- Assigned task -
A line belongs in the answer only if it contains the word "description"; copy every such line from the listing below.

- Task inputs -
//! Cross-referencing between source result sets
//!
//! Every derivation reads only the sources it needs and is skipped when one
//! of them is absent. Derived fields are recomputed and overwritten, so
//! enriching an aggregate twice yields the same aggregate.

use rand::rngs::StdRng;
use rand::{RngExt, SeedableRng};
use tracing::debug;

use crate::aggregate::{
    AggregateResult, ConcurrentEvent, DiningMatch, EventMatch, NearbyRestaurant,
};
use crate::config::ProximityConfig;
use crate::itinerary;
use crate::sources::{Attraction, AttractionType, Event, Restaurant};

const MAX_RESTAURANTS_PER_ATTRACTION: usize = 3;
const MAX_EVENTS_PER_ATTRACTION: usize = 2;
const MAX_TIPS_PER_ATTRACTION: usize = 2;

const INDOOR_ALTERNATIVES: [&str; 4] = [
    "Local museums and galleries",
    "Shopping complexes",
    "Indoor cultural centers",
    "Spas and wellness centers",
];

/// Coarse weather class derived from the provider's free-text description
#[derive(Debug, Clone, Copy, PartialEq, Eq)]
pub enum WeatherCondition {
    Rain,
    Storm,
    Hot,
    Sunny,
    Cold,
    Other,
}

impl WeatherCondition {
    #[must_use]
    pub fn classify(description: &str) -> Self {
        let description = description.to_lowercase();
        let has = |words: &[&str]| words.iter().any(|word| description.contains(word));

        if has(&["thunder", "storm"]) {
            WeatherCondition::Storm
        } else if has(&["rain", "drizzle", "shower"]) {
            WeatherCondition::Rain
        } else if has(&["snow", "cold"]) {
            WeatherCondition::Cold
        } else if has(&["hot"]) {
            WeatherCondition::Hot
        } else if has(&["sunny"]) {
            WeatherCondition::Sunny
        } else {
            WeatherCondition::Other
        }
    }

    /// Packing and planning advice for the condition
    #[must_use]
    pub fn recommendations(self) -> Vec<String> {
        let advice: &[&str] = match self {
            WeatherCondition::Rain => &[
                "Pack waterproof clothing",
                "Consider indoor activities",
                "Use ride-sharing services",
            ],
            WeatherCondition::Hot => &[
                "Stay hydrated",
                "Plan outdoor activities for early morning",
                "Seek air-conditioned venues during peak hours",
            ],
            WeatherCondition::Cold => &[
                "Pack warm clothing",
                "Consider hot beverages at local cafes",
                "Indoor sightseeing recommended",
            ],
            _ => &["Enjoy your travel!"],
        };
        advice.iter().map(ToString::to_string).collect()
    }
}

/// Placeholder proximity heuristic.
///
/// Sources carry no coordinates yet, so "nearby" is a weighted coin flip per
/// (attraction, item) pair. With a configured seed the draws restart on
/// every call and are reproducible.
#[derive(Debug, Clone, Copy)]
pub struct ProximityMatcher {
    config: ProximityConfig,
}

impl ProximityMatcher {
    #[must_use]
    pub fn new(config: ProximityConfig) -> Self {
        Self { config }
    }

    fn rng(&self) -> StdRng {
        let seed = self.config.seed.unwrap_or_else(|| rand::rng().random());
        StdRng::seed_from_u64(seed)
    }

    /// Restaurants near each attraction; attractions with no match are omitted
    #[must_use]
    pub fn dining(
        &self,
        attractions: &[Attraction],
        restaurants: &[Restaurant],
    ) -> Vec<DiningMatch> {
        let mut rng = self.rng();
        let mut matches = Vec::new();
        for attraction in attractions {
            let mut nearby = Vec::new();
            for restaurant in restaurants {
                if rng.random::<f64>() >= self.config.restaurant_probability {
                    continue;
                }
                nearby.push(NearbyRestaurant {
                    name: restaurant.name.clone(),
                    cuisine: restaurant.cuisine.clone(),
                    rating: restaurant.rating,
                    price_range: restaurant.price_range.clone(),
                    distance: format!("{} min walk", rng.random_range(1..=10)),
                });
            }
            if !nearby.is_empty() {
                nearby.truncate(MAX_RESTAURANTS_PER_ATTRACTION);
                matches.push(DiningMatch {
                    attraction: attraction.name.clone(),
                    nearby_restaurants: nearby,
                });
            }
        }
        matches
    }

    /// Events around each attraction; attractions with no match are omitted
    #[must_use]
    pub fn events(&self, attractions: &[Attraction], events: &[Event]) -> Vec<EventMatch> {
        let mut rng = self.rng();
        let mut matches = Vec::new();
        for attraction in attractions {
            let mut concurrent: Vec<ConcurrentEvent> = events
                .iter()
                .filter(|_| rng.random::<f64>() < self.config.event_probability)
                .map(|event| ConcurrentEvent {
                    name: event.name.clone(),
                    theme: event.theme,
                    date: event.date,
                    venue: event.venue.clone(),
                    ticket_price: event.ticket_price,
                })
                .collect();
            if !concurrent.is_empty() {
                concurrent.truncate(MAX_EVENTS_PER_ATTRACTION);
                matches.push(EventMatch {
                    attraction: attraction.name.clone(),
                    concurrent_events: concurrent,
                });
            }
        }
        matches
    }
}

pub struct CrossReferencer {
    proximity: ProximityMatcher,
}

impl CrossReferencer {
    #[must_use]
    pub fn new(proximity: ProximityConfig) -> Self {
        Self {
            proximity: ProximityMatcher::new(proximity),
        }
    }

    /// Derive relations between the sources present in `aggregate`
    pub fn enrich(&self, aggregate: &mut AggregateResult) {
        if let (Some(attractions), Some(restaurants)) =
            (aggregate.attractions(), aggregate.restaurants())
        {
            let matches = self
                .proximity
                .dining(&attractions.attractions, &restaurants.restaurants);
            debug!("{} attractions with nearby dining", matches.len());
            aggregate.dining_near_attractions = Some(matches);
        }

        if let (Some(attractions), Some(events)) = (aggregate.attractions(), aggregate.events()) {
            let matches = self.proximity.events(&attractions.attractions, &events.events);
            debug!("{} attractions with concurrent events", matches.len());
            aggregate.events_near_attractions = Some(matches);
        }

        apply_local_insights(aggregate);
        apply_weather(aggregate);

        aggregate.integrated_suggestions = Some(itinerary::compose(aggregate));
    }
}

fn apply_local_insights(aggregate: &mut AggregateResult) {
    let Some(guides) = aggregate.local_guides().cloned() else {
        return;
    };

    if let Some(attractions) = aggregate.attractions_mut() {
        for attraction in &mut attractions.attractions {
            let name = attraction.name.to_lowercase();
            let tips: Vec<_> = guides
                .insights
                .iter()
                .filter(|insight| insight.location.to_lowercase().contains(&name))
                .take(MAX_TIPS_PER_ATTRACTION)
                .cloned()
                .collect();
            attraction.local_tips = (!tips.is_empty()).then_some(tips);
        }
    }

    aggregate.hidden_gems = Some(guides.hidden_gems);
    aggregate.local_customs = Some(guides.customs);
}

fn apply_weather(aggregate: &mut AggregateResult) {
    let Some(condition) = aggregate
        .weather()
        .map(|weather| WeatherCondition::classify(&weather.current.condition))
    else {
        return;
    };

    if let Some(attractions) = aggregate.attractions_mut() {
        for attraction in &mut attractions.attractions {
            if attraction.attraction_type != AttractionType::Outdoor {
                continue;
            }
            let (note, alternatives) = match condition {
                WeatherCondition::Rain | WeatherCondition::Storm => (
                    Some("Consider visiting during clear weather"),
                    Some(INDOOR_ALTERNATIVES.iter().map(ToString::to_string).collect()),
                ),
                WeatherCondition::Hot | WeatherCondition::Sunny => {
                    (Some("Best visited early morning or evening"), None)
                }
                WeatherCondition::Cold | WeatherCondition::Other => (None, None),
            };
            attraction.weather_note = note.map(ToString::to_string);
            attraction.alternatives = alternatives;
        }
    }

    aggregate.weather_recommendations = Some(condition.recommendations());
}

- Expected answer -
/// Coarse weather class derived from the provider's free-text description
    pub fn classify(description: &str) -> Self {
        let description = description.to_lowercase();
        let has = |words: &[&str]| words.iter().any(|word| description.contains(word));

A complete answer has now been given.